Although youths are known in the developed countries as the drivers of development, narratives and the construct of the African youth, links youth to irregular migration, the phenomenon of child and foot soldiers (Alfy, 2016), criminal activities, and the consumption of narcotics and their insertion into hazardous gold panning activities. For all these reasons, young people are portrayed most of the time in many urban settings like in Mali as ‘thé-preneurs’ or ‘thé-chômeurs’- literally, tea-drinking unemployed (White, 2012, p.10). Beyond this dark, stereotypical, and alarmist picture of African youth, rural, young people are enterprising, innovative, market-oriented, and well organized in the provision of services, based on available market opportunities in their immediate environments or the regional centers of their country.
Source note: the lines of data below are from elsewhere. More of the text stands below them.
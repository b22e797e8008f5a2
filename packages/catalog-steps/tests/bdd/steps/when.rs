//! When step definitions
//!
//! Steps that send requests to the API under test.

use cucumber::when;

use crate::world::CatalogWorld;

#[when(regex = r#"^I send a GET request to "([^"]+)"$"#)]
async fn send_get(world: &mut CatalogWorld, path: String) {
    if let Err(e) = world.ctx.get(&path).await {
        panic!("{e}");
    }
}

#[when(regex = r#"^I send a GET request to "([^"]+)" with those parameters$"#)]
async fn send_get_with_params(world: &mut CatalogWorld, path: String) {
    if let Err(e) = world.ctx.get_with_params(&path).await {
        panic!("{e}");
    }
}
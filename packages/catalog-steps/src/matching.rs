//! Country and category matching over product trees.
//!
//! A grouped product nests `brands`, which nest `variants`. A matcher is
//! asked about each level in turn and the first level that answers `true`
//! settles the product. Later levels are never inspected once an earlier one
//! matched, so a mismatch deeper in the tree can go unnoticed.

use std::collections::HashSet;

use serde_json::Value;

use crate::json::{children, scalar_text};

/// Fields that list supported countries.
const COUNTRY_LIST_FIELDS: [&str; 2] = ["supportedCountries", "countries"];

/// Field naming a single country.
const COUNTRY_FIELD: &str = "country";

/// Whether `entry` lists `country_code` in any recognized country field.
///
/// Comparison is case-insensitive. An entry without any country field cannot
/// prove support and yields `false`.
pub fn contains_country(entry: &Value, country_code: &str) -> bool {
    let mut candidates = Vec::new();

    for field in COUNTRY_LIST_FIELDS {
        if let Some(list) = entry.get(field).and_then(Value::as_array) {
            candidates.extend(list.iter().map(|c| scalar_text(c).to_uppercase()));
        }
    }
    if let Some(country) = entry.get(COUNTRY_FIELD).and_then(Value::as_str) {
        candidates.push(country.to_uppercase());
    }

    let wanted = country_code.to_uppercase();
    candidates.iter().any(|c| *c == wanted)
}

/// Whether `entry` aligns with any of `expected` categories.
///
/// Looks at `category` (string) and `categories` (list). An entry exposing
/// neither cannot be disproved and yields `true`.
pub fn matches_category(entry: &Value, expected: &[String]) -> bool {
    let mut categories = HashSet::new();

    if let Some(category) = entry.get("category").and_then(Value::as_str) {
        categories.insert(category.trim().to_lowercase());
    }
    if let Some(list) = entry.get("categories").and_then(Value::as_array) {
        categories.extend(list.iter().map(|c| scalar_text(c).trim().to_lowercase()));
    }

    if categories.is_empty() {
        return true;
    }

    expected
        .iter()
        .any(|want| categories.contains(&want.trim().to_lowercase()))
}

/// Apply `matcher` to the product, then each brand, then each brand's
/// variants, stopping at the first level that matches.
pub fn any_level_matches<F>(product: &Value, matcher: F) -> bool
where
    F: Fn(&Value) -> bool,
{
    if matcher(product) {
        return true;
    }

    children(product, "brands").iter().any(|brand| {
        matcher(brand) || children(brand, "variants").iter().any(&matcher)
    })
}

/// Split a comma-separated filter into trimmed, non-empty entries.
///
/// # Examples
/// ```
/// use bando_catalog_steps::matching::split_filter;
///
/// assert_eq!(split_filter(" esim, gift_card ,,"), vec!["esim", "gift_card"]);
/// ```
pub fn split_filter(raw: &str) -> Vec<String> {
    raw.split(',')
        .map(str::trim)
        .filter(|s| !s.is_empty())
        .map(String::from)
        .collect()
}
Even though youth are the main drivers of agriculture in Africa’s semi-arid drylands, they are faced with constraints that limit their interest in and make agriculture unattractive to the youth. These constraints include shortage of production resources (land and finance), negative attitude about agriculture, limited agricultural knowledge and skills as well as leadership and managerial skills, insufficient technical expertise, low involvement in decision making, the attraction of quick gains especially from collar jobs, market accessibility. Based on these constraints, agriculture is seen less as a trade or career, but rather as a domestic obligation or symbolic duty for many young people because traditional agriculture is not still seen as a real opportunity structure that can assure a secure livelihood (World Bank, 2007).